Anyway, inspired by Carolyn’s autopsy of her recently-deceased black jeans, I thought I’d muse self-indulgently a bit over one of my favourite things to stitch up.

Depending on how you count it, I’ve now made seven or eight pairs of jeans for myself. Nine if you count the Lekala sailor shorts. These fall into two categories, stretch and non-stretch. Since I made my first pair of non-stretch jeans not that long ago, I can’t really comment on quality, so today I’ll just be talking about my stretch jeans, all of which are based on the infamous Jalie 2908 pattern. You can find all the Jalie jeans posts here, or all the jeans posts ever here.

I picked this pattern because it was highly recommended on for something approaching the kind of jeans I like to wear, which are low-rise, tight-fitting stretch denim. The Jalie pattern is mid-rise, close fitting, stretch flares. From my reading, I was pretty sure that I would be making several stylistic modifications, and probably a couple of fit ones as well. For style, I would be lowering the rise and reducing the leg-flare to a straight-below-the-knee style (something I’d found in a single RTW pair back in 2004 or so and been looking for ever since that one beloved pair went to the great closet in the sky), and probably going down a size as, based on the models in the photo, I thought the jeans as pictured were a little loose for stretch denim (your mileage may vary.) For fit, I expected to dart the yoke and add, oh, 5″ of length to the leg or so.

Procedure for putting dart in yoke pattern piece. A small amount of additional width can be trimmed at the centre back (step 4) if necessary; alternatively, two darts could be used to spread the amount removed over a more gentle curve.

At the time I was a bit perplexed by why the Jalie jeans were drafted with such a flat butt. It seemed like pretty much everyone needed to modify the yoke, and the lady behind Jalie even has a tutorial out there on how to do the fix, both during construction and on the pattern for your next pair. Then I watched (well, over the phone) my mom try to make flat-seat adjustments on some pants she made back in the winter.

Best pair ever.

WAY harder than just taking a little dart out of the yoke. So. Yoke-dart for the win.

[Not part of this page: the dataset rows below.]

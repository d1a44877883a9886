//! Persistence surface configuration.

use std::time::Duration;

use serde::{Deserialize, Serialize};

/// Where and how often to read the agent's persisted state.
#[derive(Debug, Clone, PartialEq, Eq, Serialize, Deserialize)]
pub struct StoreConfig {
    /// Project base URL (`{base}/rest/v1/...`).
    #[serde(default = "default_base_url")]
    pub base_url: String,

    /// API key sent as `apikey` and bearer token when set.
    #[serde(default)]
    pub api_key: Option<String>,

    /// Table holding trades; open rows have `status = open`.
    #[serde(default = "default_positions_table")]
    pub positions_table: String,

    /// Table holding indicator snapshots.
    #[serde(default = "default_indicators_table")]
    pub indicators_table: String,

    /// Table the agent polls for operator commands.
    #[serde(default = "default_commands_table")]
    pub commands_table: String,

    /// Open-position refresh interval in milliseconds.
    #[serde(default = "default_positions_interval_ms")]
    pub positions_interval_ms: u64,

    /// Indicator refresh interval in milliseconds.
    #[serde(default = "default_indicators_interval_ms")]
    pub indicators_interval_ms: u64,

    /// Most recent indicator rows fetched per refresh.
    #[serde(default = "default_indicator_limit")]
    pub indicator_limit: u32,

    /// Indicator rows this far behind the newest row are dropped from the
    /// book, in milliseconds. 0 keeps every row.
    #[serde(default = "default_indicator_max_age_ms")]
    pub indicator_max_age_ms: u64,

    /// Per-request timeout in milliseconds.
    #[serde(default = "default_timeout_ms")]
    pub timeout_ms: u64,
}

fn default_base_url() -> String {
    "http://127.0.0.1:54321".to_string()
}

fn default_positions_table() -> String {
    "trades".to_string()
}

fn default_indicators_table() -> String {
    "indicator_snapshots".to_string()
}

fn default_commands_table() -> String {
    "bot_commands".to_string()
}

fn default_positions_interval_ms() -> u64 {
    3_000
}

fn default_indicators_interval_ms() -> u64 {
    15_000
}

fn default_indicator_limit() -> u32 {
    200
}

fn default_indicator_max_age_ms() -> u64 {
    3_600_000
}

fn default_timeout_ms() -> u64 {
    5_000
}

impl Default for StoreConfig {
    fn default() -> Self {
        Self {
            base_url: default_base_url(),
            api_key: None,
            positions_table: default_positions_table(),
            indicators_table: default_indicators_table(),
            commands_table: default_commands_table(),
            positions_interval_ms: default_positions_interval_ms(),
            indicators_interval_ms: default_indicators_interval_ms(),
            indicator_limit: default_indicator_limit(),
            indicator_max_age_ms: default_indicator_max_age_ms(),
            timeout_ms: default_timeout_ms(),
        }
    }
}

impl StoreConfig {
    pub fn positions_interval(&self) -> Duration {
        Duration::from_millis(self.positions_interval_ms)
    }

    pub fn indicators_interval(&self) -> Duration {
        Duration::from_millis(self.indicators_interval_ms)
    }

    /// `None` when eviction is off.
    pub fn indicator_max_age(&self) -> Option<Duration> {
        (self.indicator_max_age_ms > 0).then(|| Duration::from_millis(self.indicator_max_age_ms))
    }

    pub fn timeout(&self) -> Duration {
        Duration::from_millis(self.timeout_ms)
    }
}
//! Dashboard error types.

use axum::http::StatusCode;
use axum::response::{IntoResponse, Response};
use axum::Json;
use thiserror::Error;

#[derive(Debug, Error)]
pub enum DashboardError {
    #[error("Position not open: {0}")]
    PositionNotFound(String),

    #[error("Close already in flight for {0}")]
    CloseInFlight(String),

    #[error("Close command failed: {0}")]
    CommandFailed(String),

    #[error("Failed to bind {addr}: {reason}")]
    Bind { addr: String, reason: String },

    #[error("Server error: {0}")]
    Serve(String),
}

pub type DashboardResult<T> = Result<T, DashboardError>;

impl DashboardError {
    pub fn status(&self) -> StatusCode {
        match self {
            Self::PositionNotFound(_) => StatusCode::NOT_FOUND,
            Self::CloseInFlight(_) => StatusCode::CONFLICT,
            Self::CommandFailed(_) => StatusCode::BAD_GATEWAY,
            Self::Bind { .. } | Self::Serve(_) => StatusCode::INTERNAL_SERVER_ERROR,
        }
    }
}

impl IntoResponse for DashboardError {
    fn into_response(self) -> Response {
        let body = serde_json::json!({ "error": self.to_string() });
        (self.status(), Json(body)).into_response()
    }
}
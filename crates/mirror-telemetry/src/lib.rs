//! Prometheus metrics and structured logging for alpha-mirror.
//!
//! - Structured logging with tracing (JSON in production, pretty otherwise)
//! - Prometheus metrics for the price poller, providers, store and commands
//! - Text exposition for the dashboard `/metrics` route

pub mod error;
pub mod logging;
pub mod metrics;

pub use error::{TelemetryError, TelemetryResult};
pub use logging::{init_logging, DEFAULT_FILTER};
pub use metrics::{render_metrics, Metrics};
//! Store error types.

use thiserror::Error;

#[derive(Debug, Error)]
pub enum StoreError {
    #[error("HTTP client error: {0}")]
    HttpClient(String),

    #[error("HTTP {status}: {body}")]
    Status { status: u16, body: String },

    #[error("Parse error: {0}")]
    Parse(String),

    #[error("Invalid store configuration: {0}")]
    Config(String),

    #[error("JSON error: {0}")]
    Json(#[from] serde_json::Error),
}

pub type StoreResult<T> = Result<T, StoreError>;
//! mirror-dashboard - operator view of the agent's derived state.
//!
//! - REST API for the current view model and operator close requests
//! - WebSocket for updates on every input change and refresh tick
//! - `/metrics` and `/health` for scraping and liveness
//!
//! # Architecture
//!
//! ```text
//! ┌────────────────────────────────────────────────────────────────┐
//! │                      alpha-mirror process                      │
//! │                                                                │
//! │  ┌──────────────┐  ┌────────────────┐  ┌──────────────────┐    │
//! │  │ positions    │  │ indicator book │  │ live prices      │    │
//! │  │ (watch)      │  │ (watch)        │  │ (watch, poller)  │    │
//! │  └──────┬───────┘  └───────┬────────┘  └────────┬─────────┘    │
//! │         └──────────────────┼────────────────────┘              │
//! │                            ▼                                   │
//! │  ┌──────────────────────────────────────────────────────────┐  │
//! │  │  DashboardState::collect_snapshot (derive + tally + view) │  │
//! │  └─────────────────────────┬────────────────────────────────┘  │
//! │                            ▼                                   │
//! │  ┌──────────────────────────────────────────────────────────┐  │
//! │  │  axum HTTP Server                                        │  │
//! │  │  GET  /api/snapshot              → JSON view model       │  │
//! │  │  GET  /ws                        → WebSocket updates     │  │
//! │  │  POST /api/positions/{id}/close  → close command         │  │
//! │  │  GET  /metrics, /health                                  │  │
//! │  └──────────────────────────────────────────────────────────┘  │
//! └────────────────────────────────────────────────────────────────┘
//! ```

mod broadcast;
mod commands;
mod config;
mod error;
mod server;
mod state;
mod types;
pub mod view;

pub use broadcast::run_broadcaster;
pub use commands::{CloseMarker, CloseTracker};
pub use config::DashboardConfig;
pub use error::{DashboardError, DashboardResult};
pub use server::{create_router, run_server, AppState, ConnectionGuard, ConnectionLimiter};
pub use state::{DashboardInputs, DashboardState, ViewSettings};
pub use types::{
    CloseAccepted, DashboardMessage, DashboardSnapshot, FeedStatus, PairView, PortfolioTotals,
    PositionView, RangeBar,
};
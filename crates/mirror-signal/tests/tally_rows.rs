use mirror_core::{IndicatorBook, IndicatorSnapshot};
use mirror_signal::{is_leveraged_market, tally, TallyRules, TallyStatus};
use serde_json::json;

#[test]
fn test_store_rows_tally_in_book_order() {
    let rows: Vec<IndicatorSnapshot> = serde_json::from_value(json!([
        {
            "pair": "ETH/USDT", "exchange_id": "binance", "rsi": 28, "volume_ratio": 2.4,
            "change_15m": "0.35", "price": 3010, "bb_upper": 3000, "bb_lower": 2900,
            "created_at": "2026-10-16T08:00:00Z"
        },
        {
            "pair": "SOLUSD", "exchange": "delta", "rsi": null, "volume_ratio": 4,
            "price_change_15m": -1.1, "current_price": 140,
            "timestamp": "2026-10-16 08:00:05"
        },
        {
            "pair": "XRPUSD", "exchange": "delta", "rsi": 72, "volume_ratio": 1.1,
            "price_change_15m": -0.1, "current_price": 0.5,
            "timestamp": "2026-10-16T08:00:05Z"
        }
    ]))
    .unwrap();
    let book = IndicatorBook::from_rows(rows);
    let rules = TallyRules::default();
    let leveraged_exchanges = vec!["delta".to_string()];

    let statuses: Vec<(String, TallyStatus)> = book
        .iter()
        .map(|snap| {
            let leveraged = is_leveraged_market(&snap.pair, &snap.exchange, &leveraged_exchanges);
            (snap.pair.to_string(), tally(snap, leveraged, &rules).status)
        })
        .collect();

    assert_eq!(
        statuses,
        vec![
            ("ETH/USDT".to_string(), TallyStatus::Ready),
            ("SOLUSD".to_string(), TallyStatus::NoData),
            ("XRPUSD".to_string(), TallyStatus::NeedsOneMore),
        ]
    );
}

Jeans are actually not terribly difficult to make. Denim, even stretch denim, is a lovely fabric to work with, sturdy and well behaved. Where you run into trouble is:

  1. bulk
  2. topstitching.
  3. fly
So, let’s start with 1.


Denim is thick. Good denim is thicker. In a few places, like where the yokes meed the centre-back seam, you’ll be stitching through up to eight layers (more if you’re doing proper felled seams). If you’re lucky enough to have a chew-through-nails-clunk-over-everything vintage or industrial machine, you’re probably good to go. If, like me (up until a week ago) you don’t, you will probably need to resort to a few tricks.
  1. Clapper/point presser and hammer

    The clapper. This is one of those unfinished blocks of smooth wood, often topped with a point presser. You iron your seam, get it good and steams up, and then press and hold this on top until it cools down. It’s amazing how much more this flattens out fabric than ironing alone—I know I was always pressing the iron on longer than I should and then scorching my fingers trying to push things down after taking the iron off. Trust me, the clapper is better.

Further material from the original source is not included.